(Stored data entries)
*** Begin section ***
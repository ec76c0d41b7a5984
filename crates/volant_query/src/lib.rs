//! Queries over the `volant` navigation octree: A* path finding with a
//! pluggable filter, closest/random/bounded reachability searches, point
//! projection, and path post-processing (collinear cleanup, line-of-sight
//! pulling, Catmull-Rom smoothing).
//!
//! [`NavVolume`] is the host-facing facade tying the octree, generator
//! output, and queries together.

pub mod astar;
pub mod filter;
pub mod location;
pub mod nav_volume;
pub mod path;
pub mod path_ops;

pub use filter::{
    NodeRef, PathPoint, PathQueryResults, QueryConstraints, QueryFilter, QueryResults,
    QueryStatus, INVALID_NODE_REF,
};
pub use location::NodeQuery;
pub use nav_volume::{NavVolume, PathOptions, PathResult};
pub use path::PathQuery;

pub mod prelude {
    pub use super::{
        NavVolume, NodeQuery, NodeRef, PathOptions, PathPoint, PathQuery, PathQueryResults,
        PathResult, QueryFilter, QueryResults, QueryStatus,
    };
}
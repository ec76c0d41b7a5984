use volant_core::aabb::Aabb;

use glam::Vec3;

/// One triangle of collision geometry, in the same frame as the octree's
/// seed location. No winding constraint; the rasterizer picks its own
/// projection axis.
#[derive(Clone, Copy, Debug)]
pub struct Triangle {
    pub vertices: [Vec3; 3],
}

impl Triangle {
    #[inline]
    pub fn new(a: Vec3, b: Vec3, c: Vec3) -> Self {
        Self { vertices: [a, b, c] }
    }

    /// Unnormalized normal; its dominant component picks the projection
    /// axis during rasterization.
    #[inline]
    pub fn normal(&self) -> Vec3 {
        let [a, b, c] = self.vertices;
        (b - a).cross(c - a)
    }
}

/// A half space. Points with `normal . p <= distance` are inside.
#[derive(Clone, Copy, Debug)]
pub struct Plane {
    pub normal: Vec3,
    pub distance: f32,
}

impl Plane {
    #[inline]
    pub fn new(normal: Vec3, distance: f32) -> Self {
        Self { normal, distance }
    }

    #[inline]
    pub fn from_point_and_normal(point: Vec3, normal: Vec3) -> Self {
        Self {
            normal,
            distance: normal.dot(point),
        }
    }
}

/// A convex volume that blocks navigation wholesale, defined by its
/// bounding planes. The host flattens any instance transforms before
/// handing these over.
#[derive(Clone, Debug)]
pub struct ConvexBlocker {
    pub planes: Vec<Plane>,
    pub bounds: Aabb,
}

impl ConvexBlocker {
    /// Builds a blocker from its corner planes, deriving loose bounds from
    /// a point set (usually the hull's vertices).
    pub fn new(planes: Vec<Plane>, hull_points: &[Vec3]) -> Self {
        let mut bounds = Aabb::empty();
        for &p in hull_points {
            bounds.union_point(p);
        }

        Self { planes, bounds }
    }

    #[inline]
    pub fn contains_point(&self, point: Vec3) -> bool {
        self.planes
            .iter()
            .all(|plane| plane.normal.dot(point) <= plane.distance)
    }
}

/// Collision geometry gathered for one tile's expanded bounds.
#[derive(Clone, Debug, Default)]
pub struct ColliderSet {
    pub triangles: Vec<Triangle>,
    pub blockers: Vec<ConvexBlocker>,
}

impl ColliderSet {
    #[inline]
    pub fn has_collision_data(&self) -> bool {
        !self.triangles.is_empty() || !self.blockers.is_empty()
    }

    pub fn clear(&mut self) {
        self.triangles.clear();
        self.blockers.clear();
    }
}

/// Implemented by the host to feed collision geometry to the generator.
///
/// `gather` is always called on the scheduler's thread; the gathered set is
/// what gets shipped to the worker, never the source itself.
pub trait GeometrySource {
    fn gather(&self, bounds: &Aabb, out: &mut ColliderSet);
}

/// A fixed set of geometry, gathered by AABB overlap. Useful for tests and
/// hosts with pre-extracted geometry.
#[derive(Clone, Debug, Default)]
pub struct StaticGeometry {
    pub triangles: Vec<Triangle>,
    pub blockers: Vec<ConvexBlocker>,
}

impl GeometrySource for StaticGeometry {
    fn gather(&self, bounds: &Aabb, out: &mut ColliderSet) {
        for tri in &self.triangles {
            let mut tri_bounds = Aabb::empty();
            for &v in &tri.vertices {
                tri_bounds.union_point(v);
            }

            if tri_bounds.intersects(bounds) {
                out.triangles.push(*tri);
            }
        }

        for blocker in &self.blockers {
            if blocker.bounds.intersects(bounds) {
                out.blockers.push(blocker.clone());
            }
        }
    }
}
use crate::config::SvoConfig;
use crate::link::{NodeLink, LINK_USERDATA_MASK, LINK_VOXEL_MASK, NO_VOXEL};
use crate::node::{NodeState, SvoNode};
use crate::tile::{tile_id_for_coord, SvoTile};

use volant_core::aabb::Aabb;
use volant_core::coords::{self, CellOffset};
use volant_core::neighbor::{self, Neighbor};

use fnv::FnvHashMap;
use glam::{IVec3, Vec3};
use std::sync::Once;

static TILE_POOL_WARNING: Once = Once::new();

/// A sparse voxel octree: a tile table keyed by hashed tile coord, plus the
/// config all tiles share.
///
/// This is the read-only surface shared by every query. All mutation goes
/// through [`crate::editable::EditableSvo`] so neighbor links can be
/// repaired in batches.
pub struct SparseVoxelOctree {
    pub(crate) config: SvoConfig,
    pub(crate) tiles: FnvHashMap<u32, SvoTile>,
    pub(crate) max_tiles: u32,
}
use glam::Vec3;

/// An axis-aligned box in world space.
#[derive(Clone, Copy, Debug, PartialEq)]
pub struct Aabb {
    pub min: Vec3,
    pub max: Vec3,
}

impl Aabb {
    #[inline]
    pub fn new(min: Vec3, max: Vec3) -> Self {
        Self { min, max }
    }

    #[inline]
    pub fn from_center_and_extent(center: Vec3, extent: Vec3) -> Self {
        Self {
            min: center - extent,
            max: center + extent,
        }
    }

    /// An empty box that any union will replace.
    #[inline]
    pub fn empty() -> Self {
        Self {
            min: Vec3::splat(f32::MAX),
            max: Vec3::splat(f32::MIN),
        }
    }

    #[inline]
    pub fn is_valid(&self) -> bool {
        self.min.cmple(self.max).all()
    }

    #[inline]
    pub fn center(&self) -> Vec3 {
        (self.min + self.max) * 0.5
    }

    /// Half-size per axis.
    #[inline]
    pub fn extent(&self) -> Vec3 {
        (self.max - self.min) * 0.5
    }

    #[inline]
    pub fn volume(&self) -> f32 {
        let s = self.max - self.min;
        s.x * s.y * s.z
    }

    #[inline]
    pub fn expanded_by(&self, amount: f32) -> Self {
        Self {
            min: self.min - Vec3::splat(amount),
            max: self.max + Vec3::splat(amount),
        }
    }

    #[inline]
    pub fn expanded_by_vec(&self, amount: Vec3) -> Self {
        Self {
            min: self.min - amount,
            max: self.max + amount,
        }
    }

    #[inline]
    pub fn union_point(&mut self, point: Vec3) {
        self.min = self.min.min(point);
        self.max = self.max.max(point);
    }

    #[inline]
    pub fn contains_point(&self, point: Vec3) -> bool {
        point.cmpge(self.min).all() && point.cmple(self.max).all()
    }

    /// True if `other` is fully inside `self`, edge overlap included.
    #[inline]
    pub fn contains_aabb(&self, other: &Aabb) -> bool {
        self.contains_point(other.min) && self.contains_point(other.max)
    }

    /// Intersection test that ignores overlaps where only a single face is
    /// touching and nothing else.
    #[inline]
    pub fn intersects(&self, other: &Aabb) -> bool {
        if self.min.cmpgt(other.max).any() || other.min.cmpgt(self.max).any() {
            return false;
        }

        for axis in 0..3 {
            if self.min[axis] == other.max[axis] || other.min[axis] == self.max[axis] {
                return false;
            }
        }

        true
    }

    #[inline]
    pub fn intersects_any(&self, bounds: &[Aabb]) -> bool {
        bounds.iter().any(|b| b.intersects(self))
    }

    #[inline]
    pub fn any_contains(bounds: &[Aabb], test: &Aabb) -> bool {
        bounds.iter().any(|b| b.contains_aabb(test))
    }

    /// The overlapping region. Only meaningful if an intersection test has
    /// already passed.
    #[inline]
    pub fn overlap(&self, other: &Aabb) -> Aabb {
        Aabb {
            min: self.min.max(other.min),
            max: self.max.min(other.max),
        }
    }

    #[inline]
    pub fn closest_point(&self, point: Vec3) -> Vec3 {
        point.clamp(self.min, self.max)
    }

    /// Slab test returning the entry and exit parameters along `dir`.
    ///
    /// `dir` need not be normalized; the parameters are in units of its
    /// length. Returns false when the ray misses (or only grazes behind the
    /// origin).
    /// <https://tavianator.com/fast-branchless-raybounding-box-intersections-part-2-nans/>
    #[inline]
    pub fn ray_intersect(&self, origin: Vec3, dir: Vec3, t_min: &mut f32, t_max: &mut f32) -> bool {
        let t1 = (self.min.x - origin.x) * (1.0 / dir.x);
        let t2 = (self.max.x - origin.x) * (1.0 / dir.x);

        *t_min = t1.min(t2);
        *t_max = t1.max(t2);

        for axis in 1..3 {
            if dir[axis] != 0.0 {
                let t1 = (self.min[axis] - origin[axis]) * (1.0 / dir[axis]);
                let t2 = (self.max[axis] - origin[axis]) * (1.0 / dir[axis]);

                *t_min = t_min.max(t1.min(t2));
                *t_max = t_max.min(t1.max(t2));
            }
        }

        *t_max > t_min.max(0.0)
    }
}

#[cfg(test)]
mod tests {
    use super::*;

    #[test]
    fn ray_hits_box_from_outside() {
        let aabb = Aabb::new(Vec3::splat(1.0), Vec3::splat(2.0));
        let (mut t0, mut t1) = (0.0, 0.0);
        assert!(aabb.ray_intersect(Vec3::ZERO, Vec3::ONE.normalize(), &mut t0, &mut t1));
        assert!(t0 > 0.0 && t1 > t0);

        // Pointing away.
        assert!(!aabb.ray_intersect(Vec3::ZERO, -Vec3::ONE.normalize(), &mut t0, &mut t1));
    }

    #[test]
    fn ray_from_inside_reports_exit() {
        let aabb = Aabb::new(Vec3::ZERO, Vec3::splat(4.0));
        let (mut t0, mut t1) = (0.0, 0.0);
        assert!(aabb.ray_intersect(Vec3::splat(2.0), Vec3::X, &mut t0, &mut t1));
        assert!(t0 <= 0.0);
        assert!((t1 - 2.0).abs() < 1e-4);
    }

    #[test]
    fn face_touch_does_not_intersect() {
        let a = Aabb::new(Vec3::ZERO, Vec3::splat(1.0));
        let b = Aabb::new(Vec3::new(1.0, 0.0, 0.0), Vec3::new(2.0, 1.0, 1.0));
        assert!(!a.intersects(&b));

        let c = Aabb::new(Vec3::splat(0.5), Vec3::splat(1.5));
        assert!(a.intersects(&c));
    }

    #[test]
    fn closest_point_clamps() {
        let aabb = Aabb::new(Vec3::ZERO, Vec3::splat(2.0));
        assert_eq!(aabb.closest_point(Vec3::new(5.0, 1.0, -3.0)), Vec3::new(2.0, 1.0, 0.0));
        assert_eq!(aabb.closest_point(Vec3::ONE), Vec3::ONE);
    }
}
*** End section ***
A word-for-word copy of the entries, from the first line through the line containing "defined by its", is the whole answer.

## SOLVED PROBLEM
repository ec76c0d41b7a5984
filename crates/volant_query/src/lib.rs
//! Queries over the `volant` navigation octree: A* path finding with a
//! pluggable filter, closest/random/bounded reachability searches, point
//! projection, and path post-processing (collinear cleanup, line-of-sight
//! pulling, Catmull-Rom smoothing).
//!
//! [`NavVolume`] is the host-facing facade tying the octree, generator
//! output, and queries together.

pub mod astar;
pub mod filter;
pub mod location;
pub mod nav_volume;
pub mod path;
pub mod path_ops;

pub use filter::{
    NodeRef, PathPoint, PathQueryResults, QueryConstraints, QueryFilter, QueryResults,
    QueryStatus, INVALID_NODE_REF,
};
pub use location::NodeQuery;
pub use nav_volume::{NavVolume, PathOptions, PathResult};
pub use path::PathQuery;

pub mod prelude {
    pub use super::{
        NavVolume, NodeQuery, NodeRef, PathOptions, PathPoint, PathQuery, PathQueryResults,
        PathResult, QueryFilter, QueryResults, QueryStatus,
    };
}
repository ec76c0d41b7a5984
use volant_core::aabb::Aabb;

use glam::Vec3;

/// One triangle of collision geometry, in the same frame as the octree's
/// seed location. No winding constraint; the rasterizer picks its own
/// projection axis.
#[derive(Clone, Copy, Debug)]
pub struct Triangle {
    pub vertices: [Vec3; 3],
}

impl Triangle {
    #[inline]
    pub fn new(a: Vec3, b: Vec3, c: Vec3) -> Self {
        Self { vertices: [a, b, c] }
    }

    /// Unnormalized normal; its dominant component picks the projection
    /// axis during rasterization.
    #[inline]
    pub fn normal(&self) -> Vec3 {
        let [a, b, c] = self.vertices;
        (b - a).cross(c - a)
    }
}

/// A half space. Points with `normal . p <= distance` are inside.
#[derive(Clone, Copy, Debug)]
pub struct Plane {
    pub normal: Vec3,
    pub distance: f32,
}

impl Plane {
    #[inline]
    pub fn new(normal: Vec3, distance: f32) -> Self {
        Self { normal, distance }
    }

    #[inline]
    pub fn from_point_and_normal(point: Vec3, normal: Vec3) -> Self {
        Self {
            normal,
            distance: normal.dot(point),
        }
    }
}

/// A convex volume that blocks navigation wholesale, defined by its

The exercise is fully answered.